Andy Donato is an editorial cartoonist and former art director for the Toronto Sun.

Life and career
Donato graduated from Danforth Collegiate and Technical Institute and worked at Eaton's as a layout artist. He joined the Toronto Telegram in 1961, working as a graphic artist in the promotion department. In 1968, he was appointed art director and began cartooning on a part-time basis. After The Telegram folded in 1971, he joined The Toronto Sun. In 1974, he started cartooning full-time. In 1985 and 1986, he served as president of the Association of American Editorial Cartoonists.

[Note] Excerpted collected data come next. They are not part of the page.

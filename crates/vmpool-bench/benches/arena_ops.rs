//! Criterion micro-benchmarks for raw arena operations.

use criterion::{criterion_group, criterion_main, Criterion};
use std::hint::black_box;
use vmpool_arena::{Arena, PoolConfig, SlotLayout};

/// 1026 pages: 1024 usable, 4 MiB at 4 KiB pages.
const PAGES: usize = 1026;

fn bench_init_teardown(c: &mut Criterion) {
    c.bench_function("arena_init_teardown", |b| {
        let mut arena = Arena::new(PoolConfig::new(PAGES), SlotLayout::of::<u64>());
        b.iter(|| {
            arena.init(0).unwrap();
            arena.teardown().unwrap();
        });
    });
}

fn bench_allocate_small(c: &mut Criterion) {
    c.bench_function("arena_allocate_16_slots_x1000", |b| {
        b.iter(|| {
            let mut arena = Arena::new(PoolConfig::new(PAGES), SlotLayout::of::<u64>());
            for _ in 0..1000 {
                black_box(arena.allocate(16).unwrap());
            }
        });
    });
}

fn bench_extend_trailing(c: &mut Criterion) {
    c.bench_function("arena_extend_by_one_x100k", |b| {
        b.iter(|| {
            let mut arena = Arena::new(PoolConfig::new(PAGES), SlotLayout::of::<u64>());
            let p = arena.allocate(1).unwrap();
            for len in 1..100_000 {
                arena.extend(p.as_ptr(), len, len + 1).unwrap();
            }
            black_box(arena.committed_pages())
        });
    });
}

criterion_group!(
    benches,
    bench_init_teardown,
    bench_allocate_small,
    bench_extend_trailing
);
criterion_main!(benches);
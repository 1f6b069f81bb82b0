//! A growable array that prefers growing in place.

#![allow(unsafe_code)]

use std::fmt;
use std::mem;
use std::ops::{Deref, DerefMut};
use std::ptr::{self, NonNull};
use std::slice;

use crate::allocator::PageAllocator;
use crate::error::AllocError;
use crate::slot_alloc::SlotAlloc;

/// How a [`PoolVec`] has grown so far.
#[derive(Clone, Copy, Debug, Default, PartialEq, Eq)]
pub struct GrowthStats {
    /// Growths served by extending the block in place.
    pub in_place: usize,
    /// Growths that allocated a new block and moved the elements.
    pub relocated: usize,
}

/// A contiguous growable array over a [`SlotAlloc`].
///
/// On growth the vector first asks its allocator to extend the current
/// block in place and only relocates when that fails. Over a
/// [`PageAllocator`] a vector that is the arena's most recent block
/// never copies until the mapping is full.
///
/// All growing operations are fallible; nothing here aborts on
/// allocation failure.
pub struct PoolVec<T, A: SlotAlloc<T> = PageAllocator<T>> {
    ptr: NonNull<T>,
    cap: usize,
    len: usize,
    alloc: A,
    stats: GrowthStats,
}

impl<T, A: SlotAlloc<T> + Default> PoolVec<T, A> {
    /// An empty vector over a default allocator.
    pub fn new() -> Self {
        Self::new_in(A::default())
    }

    /// A vector over a default allocator with room for `capacity`
    /// elements.
    pub fn with_capacity(capacity: usize) -> Result<Self, AllocError> {
        Self::with_capacity_in(capacity, A::default())
    }
}

impl<T, A: SlotAlloc<T> + Default> Default for PoolVec<T, A> {
    fn default() -> Self {
        Self::new()
    }
}

impl<T, A: SlotAlloc<T>> PoolVec<T, A> {
    /// An empty vector over `alloc`. Allocates nothing.
    pub fn new_in(alloc: A) -> Self {
        Self {
            ptr: NonNull::dangling(),
            cap: if mem::size_of::<T>() == 0 { usize::MAX } else { 0 },
            len: 0,
            alloc,
            stats: GrowthStats::default(),
        }
    }

    /// A vector over `alloc` with room for `capacity` elements.
    pub fn with_capacity_in(capacity: usize, alloc: A) -> Result<Self, AllocError> {
        let mut vec = Self::new_in(alloc);
        vec.try_reserve(capacity)?;
        Ok(vec)
    }

    /// Number of elements.
    pub fn len(&self) -> usize {
        self.len
    }

    /// Whether the vector holds no elements.
    pub fn is_empty(&self) -> bool {
        self.len == 0
    }

    /// Elements the current block can hold.
    pub fn capacity(&self) -> usize {
        self.cap
    }

    /// Pointer to the first element, dangling while nothing is allocated.
    pub fn as_ptr(&self) -> *const T {
        self.ptr.as_ptr()
    }

    /// The elements as a slice.
    pub fn as_slice(&self) -> &[T] {
        // SAFETY: ptr is valid and aligned for cap >= len elements, the
        // first len of which are initialized.
        unsafe { slice::from_raw_parts(self.ptr.as_ptr(), self.len) }
    }

    /// The elements as a mutable slice.
    pub fn as_mut_slice(&mut self) -> &mut [T] {
        // SAFETY: as in as_slice, and &mut self gives unique access.
        unsafe { slice::from_raw_parts_mut(self.ptr.as_ptr(), self.len) }
    }

    /// The backing allocator.
    pub fn allocator(&self) -> &A {
        &self.alloc
    }

    /// The backing allocator, mutably.
    ///
    /// Allocations made through it stop this vector from growing in
    /// place until it relocates.
    pub fn allocator_mut(&mut self) -> &mut A {
        &mut self.alloc
    }

    /// In-place and relocating growths so far.
    pub fn growth_stats(&self) -> GrowthStats {
        self.stats
    }

    /// Append `value`, growing if the block is full.
    ///
    /// On error the vector is unchanged and `value` is dropped.
    pub fn push(&mut self, value: T) -> Result<(), AllocError> {
        if self.len == self.cap {
            self.try_reserve(1)?;
        }
        // SAFETY: len < cap, so the slot is inside the block and unused.
        unsafe { self.ptr.as_ptr().add(self.len).write(value) };
        self.len += 1;
        Ok(())
    }

    /// Remove and return the last element.
    pub fn pop(&mut self) -> Option<T> {
        if self.len == 0 {
            return None;
        }
        self.len -= 1;
        // SAFETY: the slot at the old last index is initialized and is no
        // longer counted by len.
        Some(unsafe { self.ptr.as_ptr().add(self.len).read() })
    }

    /// Shorten to `len` elements, dropping the rest.
    pub fn truncate(&mut self, len: usize) {
        if len >= self.len {
            return;
        }
        let tail = ptr::slice_from_raw_parts_mut(
            // SAFETY: len < self.len <= cap.
            unsafe { self.ptr.as_ptr().add(len) },
            self.len - len,
        );
        self.len = len;
        // SAFETY: the tail is initialized and no longer reachable.
        unsafe { ptr::drop_in_place(tail) };
    }

    /// Drop every element, keeping the block.
    pub fn clear(&mut self) {
        self.truncate(0);
    }

    /// Make room for at least `additional` more elements.
    ///
    /// The block at least doubles when it has to grow, bounded by the
    /// allocator's [`max_size`](SlotAlloc::max_size).
    pub fn try_reserve(&mut self, additional: usize) -> Result<(), AllocError> {
        if self.cap - self.len >= additional {
            return Ok(());
        }
        let max = self.alloc.max_size();
        let required = self
            .len
            .checked_add(additional)
            .filter(|&required| required <= max)
            .ok_or(AllocError::TooLarge {
                requested: self.len.saturating_add(additional),
                max,
            })?;
        let wanted = self.len.saturating_add(self.len.max(additional)).max(1);
        self.grow_to(wanted.min(max).max(required))
    }

    /// Append every item of `iter`, stopping at the first failure.
    pub fn extend_from_iter<I>(&mut self, iter: I) -> Result<(), AllocError>
    where
        I: IntoIterator<Item = T>,
    {
        let iter = iter.into_iter();
        let (lower, _) = iter.size_hint();
        self.try_reserve(lower)?;
        for value in iter {
            self.push(value)?;
        }
        Ok(())
    }

    /// Append clones of every element of `items`.
    pub fn extend_from_slice(&mut self, items: &[T]) -> Result<(), AllocError>
    where
        T: Clone,
    {
        self.extend_from_iter(items.iter().cloned())
    }

    fn grow_to(&mut self, new_cap: usize) -> Result<(), AllocError> {
        if self.cap > 0 && self.alloc.try_extend(self.ptr, self.cap, new_cap) {
            self.cap = new_cap;
            self.stats.in_place += 1;
            return Ok(());
        }
        let new_ptr = self.alloc.allocate(new_cap)?;
        if self.cap > 0 {
            // SAFETY: both blocks hold at least len elements and are
            // distinct live allocations, so they do not overlap.
            unsafe { ptr::copy_nonoverlapping(self.ptr.as_ptr(), new_ptr.as_ptr(), self.len) };
            // SAFETY: the old block came from this allocator with cap
            // elements and its contents were moved out above.
            unsafe { self.alloc.deallocate(self.ptr, self.cap) };
            self.stats.relocated += 1;
        }
        self.ptr = new_ptr;
        self.cap = new_cap;
        Ok(())
    }
}

impl<T, A: SlotAlloc<T>> Drop for PoolVec<T, A> {
    fn drop(&mut self) {
        self.clear();
        if self.cap > 0 && mem::size_of::<T>() != 0 {
            // SAFETY: ptr was allocated with cap elements by this allocator.
            unsafe { self.alloc.deallocate(self.ptr, self.cap) };
        }
    }
}

impl<T, A: SlotAlloc<T>> Deref for PoolVec<T, A> {
    type Target = [T];

    fn deref(&self) -> &[T] {
        self.as_slice()
    }
}

impl<T, A: SlotAlloc<T>> DerefMut for PoolVec<T, A> {
    fn deref_mut(&mut self) -> &mut [T] {
        self.as_mut_slice()
    }
}

impl<T: fmt::Debug, A: SlotAlloc<T>> fmt::Debug for PoolVec<T, A> {
    fn fmt(&self, f: &mut fmt::Formatter<'_>) -> fmt::Result {
        f.debug_list().entries(self.iter()).finish()
    }
}

#[cfg(test)]
mod tests {
    use super::*;
    use crate::slot_alloc::HeapAlloc;
    use std::rc::Rc;
    use vmpool_arena::PoolConfig;
    use vmpool_core::NoopLog;
    use vmpool_test_utils::FakePages;

    fn arena_vec<T>(pages: usize) -> PoolVec<T, PageAllocator<T, FakePages>> {
        let alloc =
            PageAllocator::with_source(FakePages::new(4096), NoopLog, PoolConfig::new(pages), 0);
        PoolVec::new_in(alloc)
    }

    #[test]
    fn push_and_pop() {
        let mut v = arena_vec::<u32>(4);
        for i in 0..100 {
            v.push(i).unwrap();
        }
        assert_eq!(v.len(), 100);
        assert_eq!(v[42], 42);
        assert_eq!(v.pop(), Some(99));
        assert_eq!(v.len(), 99);
    }

    #[test]
    fn sole_vector_grows_in_place() {
        let mut v = arena_vec::<u64>(4);
        v.push(0).unwrap();
        let first = v.as_ptr();
        for i in 1..1000 {
            v.push(i).unwrap();
        }
        assert_eq!(v.as_ptr(), first);
        let stats = v.growth_stats();
        assert_eq!(stats.relocated, 0);
        assert!(stats.in_place > 0);
    }

    #[test]
    fn exhausted_arena_reports_error_and_keeps_contents() {
        let mut v = arena_vec::<u64>(3);
        for i in 0..512 {
            v.push(i).unwrap();
        }
        assert!(v.push(512).is_err());
        assert_eq!(v.len(), 512);
        assert_eq!(v[511], 511);
    }

    #[test]
    fn heap_vector_relocates() {
        let mut v: PoolVec<u32, HeapAlloc<u32>> = PoolVec::new();
        for i in 0..100 {
            v.push(i).unwrap();
        }
        assert_eq!(v.iter().sum::<u32>(), 4950);
        assert_eq!(v.growth_stats().in_place, 0);
        assert!(v.growth_stats().relocated > 0);
    }

    #[test]
    fn truncate_and_drop_run_destructors() {
        let marker = Rc::new(());
        let mut v = arena_vec::<Rc<()>>(4);
        for _ in 0..10 {
            v.push(Rc::clone(&marker)).unwrap();
        }
        v.truncate(4);
        assert_eq!(Rc::strong_count(&marker), 5);
        drop(v);
        assert_eq!(Rc::strong_count(&marker), 1);
    }

    #[test]
    fn with_capacity_in_allocates_once_up_front() {
        let alloc =
            PageAllocator::with_source(FakePages::new(4096), NoopLog, PoolConfig::new(4), 0);
        let mut v: PoolVec<u64, _> = PoolVec::with_capacity_in(100, alloc).unwrap();
        assert_eq!(v.capacity(), 100);
        assert!(v.is_empty());
        assert_eq!(v.allocator().arena().occupied_slots(), 100);
        let block = v.as_ptr();

        for i in 0..100 {
            v.push(i).unwrap();
        }
        assert_eq!(v.capacity(), 100);
        assert_eq!(v.as_ptr(), block);
        assert_eq!(v.growth_stats(), GrowthStats::default());
        assert_eq!(v.allocator().arena().occupied_slots(), 100);
    }

    #[test]
    fn with_capacity_in_zero_reserves_nothing() {
        let fake = FakePages::new(4096);
        let alloc = PageAllocator::with_source(fake.clone(), NoopLog, PoolConfig::new(4), 0);
        let v: PoolVec<u64, _> = PoolVec::with_capacity_in(0, alloc).unwrap();
        assert_eq!(v.capacity(), 0);
        assert_eq!(fake.reserve_calls(), 0);
    }

    #[test]
    fn with_capacity_over_default_allocator() {
        let mut v: PoolVec<u32, HeapAlloc<u32>> = PoolVec::with_capacity(16).unwrap();
        assert_eq!(v.capacity(), 16);
        let block = v.as_ptr();
        v.extend_from_slice(&[7; 16]).unwrap();
        assert_eq!(v.as_ptr(), block);
        assert_eq!(v.growth_stats(), GrowthStats::default());

        v.push(8).unwrap();
        assert_eq!(v.growth_stats().relocated, 1);
        assert_eq!(v.capacity(), 32);
    }

    #[test]
    fn with_capacity_beyond_the_ceiling_fails() {
        let result: Result<PoolVec<u32>, _> = PoolVec::with_capacity(11);
        assert!(matches!(result, Err(AllocError::TooLarge { requested: 11, max: 10 })));
    }

    #[test]
    fn zero_sized_elements_never_allocate() {
        let mut v = arena_vec::<()>(4);
        for _ in 0..10_000 {
            v.push(()).unwrap();
        }
        assert_eq!(v.len(), 10_000);
        assert!(!v.allocator().arena().is_initialized());
    }

    #[test]
    fn reserve_beyond_max_size_fails() {
        let alloc = PageAllocator::<u8, FakePages>::with_source(
            FakePages::new(4096),
            NoopLog,
            PoolConfig::new(4),
            16,
        );
        let mut v = PoolVec::new_in(alloc);
        v.extend_from_slice(&[1u8; 16]).unwrap();
        assert!(matches!(v.push(17), Err(AllocError::TooLarge { .. })));
        assert_eq!(v.capacity(), 16);
    }

    #[test]
    fn debug_lists_elements() {
        let mut v = arena_vec::<i32>(4);
        v.extend_from_slice(&[1, 2, 3]).unwrap();
        assert_eq!(format!("{v:?}"), "[1, 2, 3]");
    }

    mod proptests {
        use super::*;
        use proptest::prelude::*;

        proptest! {
            #[test]
            fn matches_std_vec(
                ops in prop::collection::vec(prop::option::of(any::<u16>()), 0..400),
            ) {
                let mut ours = arena_vec::<u16>(8);
                let mut model = Vec::new();
                for op in ops {
                    match op {
                        Some(x) => {
                            ours.push(x).unwrap();
                            model.push(x);
                        }
                        None => prop_assert_eq!(ours.pop(), model.pop()),
                    }
                }
                prop_assert_eq!(ours.as_slice(), model.as_slice());
                prop_assert_eq!(ours.growth_stats().relocated, 0);
            }
        }
    }
}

He is well known among Sun readers for his signature image of a bird, "Donato's bird." Finding the bird, lost in the newspaper, has been a common device in Sun promotions through the years.

Some of his most famous work was done when Pierre Elliott Trudeau was Prime Minister and Joe Clark was leader of the official opposition. As the two leaders battled it out, Donato lampooned both of them extensively. For years, Joe Clark was drawn wearing children's mittens (attached to his suit with strings), a reference to the time his luggage went missing on a trip to Israel. The final cartoon of the series appeared after Trudeau's airplane was hit by a bus while on the tarmac. It showed a puzzled Trudeau staring at the bus while one of his aides held up Clark's mittens and said: "We don't know who the driver was, but we found his mittens."

A notable cartoon was a blank cell titled "Canada's foreign ownership policy" - a parody of Canada's lack of controls over foreign ownership of Canadian companies.

One famous Donato cartoon, which was widely reproduced in the United States and is now in the Library of Congress was published during the Iranian hostage crisis. Titled "The American Dream", it is a parody of the famous photograph of the Raising the Flag on Iwo Jima but depicts the Iwo Jima marines raising the US flag while standing on a prostrate Ayatollah Khomeini.

Although Donato's work is mostly praised, he was criticized when his cartoon comparing David Miller with Adolf Hitler was published after Miller refused to allow a debate on Chief Julian Fantino's contract renewal.

It is said that many Canadian politicians consider it an honour if Donato pillories them. When he drew a picture of Liberal MP Carolyn Parrish with both feet stuck in her mouth - Parrish requested the original drawing. Other politicians have done the same, many times. According to his friends, Donato's philosophy was: "The first time any politician is targeted, he, or she, gets the original drawing on request."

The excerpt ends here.